The lawsuit was brought on behalf of a number of individuals by the National Immigrant Justice Center, American Civil Liberties Union of Illinois and Winston & Strawn LLP  in response to ICE’s use of  racial profiling and warrantless arrests in southwest Chicago neighborhoods and suburbs across northern Illinois between May 19 and 24, 2018. The court’s ruling means that plaintiffs will now be permitted to seek documentation, correspondence, video, and agency testimony to paint a clearer picture of how ICE relies on racial profiling and other unlawful tactics to conduct mass arrests.

“We have known for some time now that ICE takes constitutional and legal shortcuts to indiscriminately arrest people who are in the wrong place at the wrong time,” said Mark Fleming, associate director of litigation at the National Immigrant Justice Center. “With this ruling we finally are able to peel back the onion to reveal the scope and depth of ICE’s illegal enforcement operations.”

Margarito Castañon Nava was among about 120 individuals swept up in the 2018 operation and detained in ICE custody at McHenry County Jail for weeks without seeing an immigration judge. During the arrests, ICE officers violated the Immigration and Nationality Act and Fourth Amendment of the U.S. Constitution by relying on racial profiling to conduct pretextual traffic stops, make warrantless arrests, and forcibly fingerprint dozens of Hispanic residents.

The lawsuit also represents two Chicago-based immigrant rights groups, the Illinois Coalition for Immigrant and Refugee Rights and Organized Communities Against Deportations, which were forced to significantly expand and restructure their programming and operations in response to the ICE arrests, in order to support impacted families and educate community members about their rights.

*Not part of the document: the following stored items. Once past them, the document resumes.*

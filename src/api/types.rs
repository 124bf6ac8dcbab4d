//! API request and response types

use serde::Deserialize;
use serde::Serialize;

use crate::config::FallbackMode;

/// Standard API response wrapper
#[derive(Debug, Serialize, Deserialize)]
pub struct ApiResponse<T> {
    pub success: bool,
    pub data: Option<T>,
    pub error: Option<String>,
}

impl<T> ApiResponse<T> {
    pub fn success(data: T) -> Self {
        Self {
            success: true,
            data: Some(data),
            error: None,
        }
    }

    pub fn error(message: impl Into<String>) -> Self {
        Self {
            success: false,
            data: None,
            error: Some(message.into()),
        }
    }
}

/// Health check response
#[derive(Debug, Serialize, Deserialize)]
pub struct HealthResponse {
    pub status: String,
    pub version: String,
    pub timestamp: String,
}

/// Reply request
#[derive(Debug, Deserialize)]
pub struct RespondRequest {
    pub query: String,
    /// Defaults to `retrieval.top_k`
    #[serde(default)]
    pub top_k: Option<usize>,
}

/// Reply, plus the same text split for transports with a message size limit
#[derive(Debug, Serialize, Deserialize)]
pub struct RespondResponse {
    pub response: String,
    pub chunks: Vec<String>,
}

/// Service status
#[derive(Debug, Serialize, Deserialize)]
pub struct StatusResponse {
    pub llm_mode_enabled: bool,
    pub llm_active: bool,
    pub knowledge_data_present: bool,
    pub indexed_messages: usize,
    pub persona_loaded: bool,
    pub fallback_mode: FallbackMode,
}
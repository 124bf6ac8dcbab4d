//! Embeddings generation module
//!
//! The embedding model is reached over HTTP:
//! - Ollama (local models such as `all-minilm`, 384 dimensions)
//! - OpenAI-compatible `/embeddings` endpoints
//!
//! Everything downstream only sees the [`Embedder`] trait, so tests and
//! alternative backends can plug in without touching the retriever.
//!
//! # Examples
//!
//! ```rust,no_run
//! use echorag::config::AppConfig;
//! use echorag::embeddings::Embedder;
//! use echorag::embeddings::EmbeddingClient;
//!
//! #[tokio::main]
//! async fn main() -> Result<(), Box<dyn std::error::Error>> {
//!     let config = AppConfig::load()?;
//!     let client = EmbeddingClient::from_app_config(&config)?;
//!
//!     let embedding = client.embed("こんにちは").await?;
//!     println!("Generated embedding with {} dimensions", embedding.len());
//!
//!     Ok(())
//! }
//! ```

pub mod backfill;
pub mod client;

use async_trait::async_trait;
pub use backfill::backfill_embeddings;
pub use backfill::BackfillStats;
pub use client::EmbeddingClient;
pub use client::EmbeddingProvider;

use crate::errors::EchoRagError;
use crate::errors::Result;

/// Maximum number of texts embedded concurrently by the backfill job
pub const MAX_BATCH_SIZE: usize = 64;

/// Opaque text → vector function
#[async_trait]
pub trait Embedder: Send + Sync {
    /// Embed a single text
    async fn embed(&self, text: &str) -> Result<Vec<f32>>;

    /// Dimension of every vector this embedder produces
    fn dimension(&self) -> usize;
}

/// Normalise text before embedding: collapse runs of whitespace and reject
/// input that is empty once trimmed.
pub fn preprocess_text_for_embedding(text: &str) -> Result<String> {
    let collapsed = text.split_whitespace().collect::<Vec<_>>().join(" ");
    if collapsed.is_empty() {
        return Err(EchoRagError::EmbeddingError(
            "Cannot embed empty text".to_string(),
        ));
    }
    Ok(collapsed)
}

#[cfg(test)]
mod tests {
    use super::*;

    #[test]
    fn test_preprocess_collapses_whitespace() {
        assert_eq!(
            preprocess_text_for_embedding("  hello \n\n world\t").unwrap(),
            "hello world"
        );
    }

    #[test]
    fn test_preprocess_rejects_blank() {
        assert!(matches!(
            preprocess_text_for_embedding(" \n "),
            Err(EchoRagError::EmbeddingError(_))
        ));
    }
}
use std::collections::BTreeMap;

use anyhow::{Result, bail};
use log::warn;
use pulldown_cmark::{Event, Options, Parser, html};
use regex::{Captures, Regex};

use crate::attachments::{AttachmentIndex, mime_type_for, reference_clean_name};
use crate::sanitize::{confluence_title, percent_decode, title_anchor};
use crate::storage::{
    ImageAttrs, attachment_image, attachment_link, code_macro, error_panel, external_image,
    file_preview, toc_macro,
};

const TOC_TOKEN: &str = "[[_TOC_]]";

#[derive(Debug, Clone, Default)]
pub struct TransformOutcome {
    /// Confluence storage-format markup.
    pub body: String,
    /// Link targets that had no remote id and fell back to same-document anchors.
    pub broken_links: Vec<String>,
    /// Referenced attachments absent from the index (emitted best-effort by name).
    pub missing_attachments: Vec<String>,
}

/// Markdown → Confluence storage format. Pure with respect to its inputs; one
/// instance compiles the dialect patterns once and is reused across every page.
pub struct Transformer {
    base_url: String,
    fenced_code: Regex,
    table_row_padding: Regex,
    wiki_link: Regex,
    markdown_link: Regex,
    azure_wiki_url: Regex,
    wiki_embed: Regex,
    markdown_image: Regex,
    img_tag: Regex,
    img_src: Regex,
    img_alt: Regex,
    img_width: Regex,
    img_height: Regex,
    size_hint: Regex,
    excess_blank_lines: Regex,
    list_reopen: Regex,
}
use std::collections::{BTreeMap, BTreeSet};
use std::path::PathBuf;
use std::thread::sleep;
use std::time::Duration;

use anyhow::{Result, bail};
use log::{info, warn};
use serde::Serialize;

use crate::attachments::AttachmentIndex;
use crate::confluence::{ConfluenceApi, is_rate_limited};
use crate::sanitize::confluence_title;
use crate::storage::placeholder_body;
use crate::transform::Transformer;
use crate::tree::{Page, PageTree};

#[derive(Debug, Clone)]
pub struct PublishOptions {
    pub space_key: String,
    /// Parent for root-level pages; the space homepage when absent.
    pub root_parent_id: Option<String>,
    /// Publish only the named page's subtree.
    pub single: Option<String>,
    pub dry_run: bool,
    /// Backoff applied when a full pass roots in a rate-limit error.
    pub max_retries: usize,
    pub retry_delay_ms: u64,
}

impl Default for PublishOptions {
    fn default() -> Self {
        Self {
            space_key: String::new(),
            root_parent_id: None,
            single: None,
            dry_run: false,
            max_retries: 3,
            retry_delay_ms: 2_000,
        }
    }
}

#[derive(Debug, Clone, Serialize)]
pub struct PagePublishResult {
    pub title: String,
    pub action: String,
    pub detail: Option<String>,
}

#[derive(Debug, Clone, Default, Serialize)]
pub struct PublishReport {
    pub success: bool,
    pub dry_run: bool,
    pub placeholders_created: usize,
    pub updated: usize,
    pub skipped: usize,
    pub attachments_uploaded: usize,
    pub attachments_skipped: usize,
    pub broken_links: Vec<String>,
    pub errors: Vec<String>,
    pub pages: Vec<PagePublishResult>,
    pub request_count: usize,
}

#[derive(Debug, Clone, Serialize)]
pub struct DeleteReport {
    pub deleted: usize,
    pub errors: Vec<String>,
    pub request_count: usize,
}

/// Run the two-phase publication protocol over the tree. Phase 1 creates
/// placeholders in pre-order so every page's remote id is known before Phase 2
/// resolves any content. Each full pass retries with doubling backoff when its
/// error roots in a rate limit; a single page's failure never aborts a pass.
pub fn publish_tree<A: ConfluenceApi>(
    tree: &PageTree,
    index: &AttachmentIndex,
    transformer: &Transformer,
    fixes: &BTreeMap<String, String>,
    options: &PublishOptions,
    api: &mut A,
) -> Result<PublishReport> {
    let mut report = PublishReport {
        dry_run: options.dry_run,
        ..PublishReport::default()
    };

    // Pre-flight: resolving the space both validates credentials and supplies
    // the fallback root parent. Failure here is fatal before any mutation.
    let space = api.get_space_by_key(&options.space_key)?;
    let root_parent = options
        .root_parent_id
        .clone()
        .or_else(|| space.homepage_id.clone());

    let pages: Vec<&Page> = match &options.single {
        Some(title) => {
            let Some(page) = tree.find_page(title) else {
                bail!("page '{title}' was not found in the wiki tree");
            };
            vec![page]
        }
        None => tree.pages.iter().collect(),
    };

    let mut page_ids: BTreeMap<String, String> = BTreeMap::new();
    let mut resolved_titles: BTreeMap<PathBuf, String> = BTreeMap::new();
    let mut published: BTreeSet<PathBuf> = BTreeSet::new();

    info!("phase 1: creating placeholders for {} root pages", pages.len());
    run_with_backoff(options, "placeholder pass", || {
        let mut pass = PassState {
            api: &mut *api,
            index,
            transformer,
            fixes,
            options,
            report: &mut report,
            page_ids: &mut page_ids,
            resolved_titles: &mut resolved_titles,
            published: &mut published,
        };
        for page in pages.iter().copied() {
            pass.placeholder_pass(page, root_parent.as_deref())?;
        }
        Ok(())
    })?;

    info!("phase 2: resolving content for {} pages", page_ids.len());
    run_with_backoff(options, "content pass", || {
        let mut pass = PassState {
            api: &mut *api,
            index,
            transformer,
            fixes,
            options,
            report: &mut report,
            page_ids: &mut page_ids,
            resolved_titles: &mut resolved_titles,
            published: &mut published,
        };
        for page in pages.iter().copied() {
            pass.content_pass(page)?;
        }
        Ok(())
    })?;

    report.request_count = api.request_count();
    report.success = report.errors.is_empty();
    Ok(report)
}

struct PassState<'a, A: ConfluenceApi> {
    api: &'a mut A,
    index: &'a AttachmentIndex,
    transformer: &'a Transformer,
    fixes: &'a BTreeMap<String, String>,
    options: &'a PublishOptions,
    report: &'a mut PublishReport,
    page_ids: &'a mut BTreeMap<String, String>,
    resolved_titles: &'a mut BTreeMap<PathBuf, String>,
    published: &'a mut BTreeSet<PathBuf>,
}

impl<A: ConfluenceApi> PassState<'_, A> {
    /// Phase 1 for one subtree. The parent's id is always assigned before any
    /// child create is attempted; a failed page skips its whole subtree.
    fn placeholder_pass(&mut self, page: &Page, parent_id: Option<&str>) -> Result<()> {
        // Re-entry after a rate-limit backoff finds the title already resolved.
        if !self.resolved_titles.contains_key(&page.source_path) {
            match self.resolve_page(page, parent_id) {
                Ok((title, id)) => {
                    self.page_ids.insert(title.clone(), id);
                    self.resolved_titles.insert(page.source_path.clone(), title);
                }
                Err(error) => {
                    if is_rate_limited(&error) {
                        return Err(error);
                    }
                    let title = confluence_title(&page.title);
                    warn!("skipping subtree of '{title}': {error:#}");
                    self.record_error(&title, "placeholder failed", &error);
                    return Ok(());
                }
            }
        }
        let own_id = self
            .resolved_titles
            .get(&page.source_path)
            .and_then(|title| self.page_ids.get(title))
            .cloned();
        for child in &page.children {
            self.placeholder_pass(child, own_id.as_deref())?;
        }
        Ok(())
    }

    fn resolve_page(&mut self, page: &Page, parent_id: Option<&str>) -> Result<(String, String)> {
        let title = self.effective_title(page)?;
        let id = self.resolve_or_create(&title, parent_id)?;
        Ok((title, id))
    }

    /// Same rule as validation: the fixed title takes over only when the raw
    /// one is already taken, by an earlier page in this run or by an existing
    /// remote page.
    fn effective_title(&mut self, page: &Page) -> Result<String> {
        let raw = confluence_title(&page.title);
        let Some(fixed) = self.fixes.get(&raw) else {
            return Ok(raw);
        };
        let taken = self.page_ids.contains_key(&raw)
            || self
                .api
                .get_page_by_title(&self.options.space_key, &raw)?
                .is_some();
        if taken {
            Ok(confluence_title(fixed))
        } else {
            Ok(raw)
        }
    }

    fn resolve_or_create(&mut self, title: &str, parent_id: Option<&str>) -> Result<String> {
        if let Some(existing) = self.api.get_page_by_title(&self.options.space_key, title)? {
            return Ok(existing.id);
        }
        if self.options.dry_run {
            self.report.placeholders_created += 1;
            return Ok(format!("dry-run-{}", self.report.placeholders_created));
        }
        let id = self
            .api
            .create_page(title, &self.options.space_key, parent_id, placeholder_body())?;
        self.report.placeholders_created += 1;
        Ok(id)
    }

    /// Phase 2 for one subtree: upload attachments, transform, update.
    fn content_pass(&mut self, page: &Page) -> Result<()> {
        // Phase 1 never resolved this page; the subtree was already reported.
        let Some(title) = self.resolved_titles.get(&page.source_path).cloned() else {
            self.report.skipped += page.count();
            return Ok(());
        };
        let Some(id) = self.page_ids.get(&title).cloned() else {
            self.report.skipped += page.count();
            return Ok(());
        };

        // Re-entry after a rate-limit backoff finds the page already updated;
        // only its children still need the pass.
        if !self.published.contains(&page.source_path) {
            let content = page.content();
            self.upload_attachments(&title, &id, &content)?;

            let outcome = self
                .transformer
                .transform(&content, self.index, self.page_ids);
            for target in &outcome.broken_links {
                self.report
                    .broken_links
                    .push(format!("{title} -> {target}"));
            }

            if let Err(error) = self.update_with_fresh_version(&id, &title, &outcome.body) {
                if is_rate_limited(&error) {
                    return Err(error);
                }
                warn!("skipping subtree of '{title}': {error:#}");
                self.record_error(&title, "update failed", &error);
                self.report.skipped += page.count() - 1;
                return Ok(());
            }
            self.report.updated += 1;
            self.report.pages.push(PagePublishResult {
                title: title.clone(),
                action: "updated".to_string(),
                detail: None,
            });
            self.published.insert(page.source_path.clone());
        }

        for child in &page.children {
            self.content_pass(child)?;
        }
        Ok(())
    }

    /// Upload every indexed attachment the page references. Idempotent: a file
    /// already attached to the page is skipped, not re-uploaded. Individual
    /// upload failures degrade to the transformer's by-name fallback.
    fn upload_attachments(&mut self, title: &str, page_id: &str, content: &str) -> Result<()> {
        let references = self.transformer.referenced_attachments(content, self.index);
        if references.is_empty() || self.options.dry_run {
            self.report.attachments_skipped += references.len();
            return Ok(());
        }
        let existing: BTreeSet<String> = match self.api.get_attachments(page_id) {
            Ok(attachments) => attachments
                .into_iter()
                .map(|attachment| attachment.file_name)
                .collect(),
            Err(error) => {
                if is_rate_limited(&error) {
                    return Err(error);
                }
                warn!("failed to list attachments of '{title}': {error:#}");
                BTreeSet::new()
            }
        };
        for name in references {
            if existing.contains(&name) {
                self.report.attachments_skipped += 1;
                continue;
            }
            let Some(record) = self.index.get(&name) else {
                continue;
            };
            match self.api.upload_attachment(
                page_id,
                &record.path,
                &record.clean_file_name,
                record.mime_type,
            ) {
                Ok(_) => self.report.attachments_uploaded += 1,
                Err(error) => {
                    if is_rate_limited(&error) {
                        return Err(error);
                    }
                    warn!("failed to upload '{name}' to '{title}': {error:#}");
                    self.report
                        .errors
                        .push(format!("{title}: attachment {name}: {error:#}"));
                }
            }
        }
        Ok(())
    }

    /// The optimistic-concurrency version is fetched just before the update.
    fn update_with_fresh_version(&mut self, id: &str, title: &str, body: &str) -> Result<()> {
        if self.options.dry_run {
            return Ok(());
        }
        let version = self.api.get_page_version(id)?;
        self.api.update_page(id, title, version + 1, body)
    }

    fn record_error(&mut self, title: &str, action: &str, error: &anyhow::Error) {
        self.report.errors.push(format!("{title}: {error:#}"));
        self.report.pages.push(PagePublishResult {
            title: title.to_string(),
            action: "error".to_string(),
            detail: Some(action.to_string()),
        });
    }
}

/// Bounded doubling backoff around a full pass. Only rate-limit errors retry;
/// anything else propagates immediately.
fn run_with_backoff(
    options: &PublishOptions,
    pass_name: &str,
    mut pass: impl FnMut() -> Result<()>,
) -> Result<()> {
    for attempt in 0..=options.max_retries {
        match pass() {
            Ok(()) => return Ok(()),
            Err(error) if is_rate_limited(&error) && attempt < options.max_retries => {
                let exponent = u32::try_from(attempt).unwrap_or(16);
                let delay = options
                    .retry_delay_ms
                    .saturating_mul(2u64.saturating_pow(exponent));
                warn!("{pass_name} rate limited; retrying in {delay}ms");
                sleep(Duration::from_millis(delay));
            }
            Err(error) => return Err(error),
        }
    }
    unreachable!("backoff loop always returns")
}

/// Delete a remote page, depth-first over its children when `recursive`.
pub fn delete_remote_page<A: ConfluenceApi>(
    id: &str,
    recursive: bool,
    api: &mut A,
) -> Result<DeleteReport> {
    let mut report = DeleteReport {
        deleted: 0,
        errors: Vec::new(),
        request_count: 0,
    };
    delete_inner(id, recursive, api, &mut report)?;
    report.request_count = api.request_count();
    Ok(report)
}

fn delete_inner<A: ConfluenceApi>(
    id: &str,
    recursive: bool,
    api: &mut A,
    report: &mut DeleteReport,
) -> Result<()> {
    if recursive {
        for child in api.get_child_pages(id)? {
            delete_inner(&child.id, true, api, report)?;
        }
    }
    match api.delete_page(id) {
        Ok(()) => report.deleted += 1,
        Err(error) => {
            warn!("failed to delete page {id}: {error:#}");
            report.errors.push(format!("{id}: {error:#}"));
        }
    }
    Ok(())
}
pub mod attachments;
pub mod config;
pub mod confluence;
pub mod local;
pub mod publish;
pub mod sanitize;
pub mod storage;
pub mod transform;
pub mod tree;
pub mod validate;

The U.S. government had attempted to have the lawsuit thrown out, arguing that the district court did not have jurisdiction over removal proceedings. But the court disagreed, finding that the conduct at the center of the lawsuit occurred before Mr. Castañon Nava and other plaintiffs were placed in immigration proceedings. The district court, the ruling says, could be the only opportunity for people who ultimately are not placed in removal proceedings following ICE operations — including potentially some U.S. citizens — to challenge ICE’s tactics.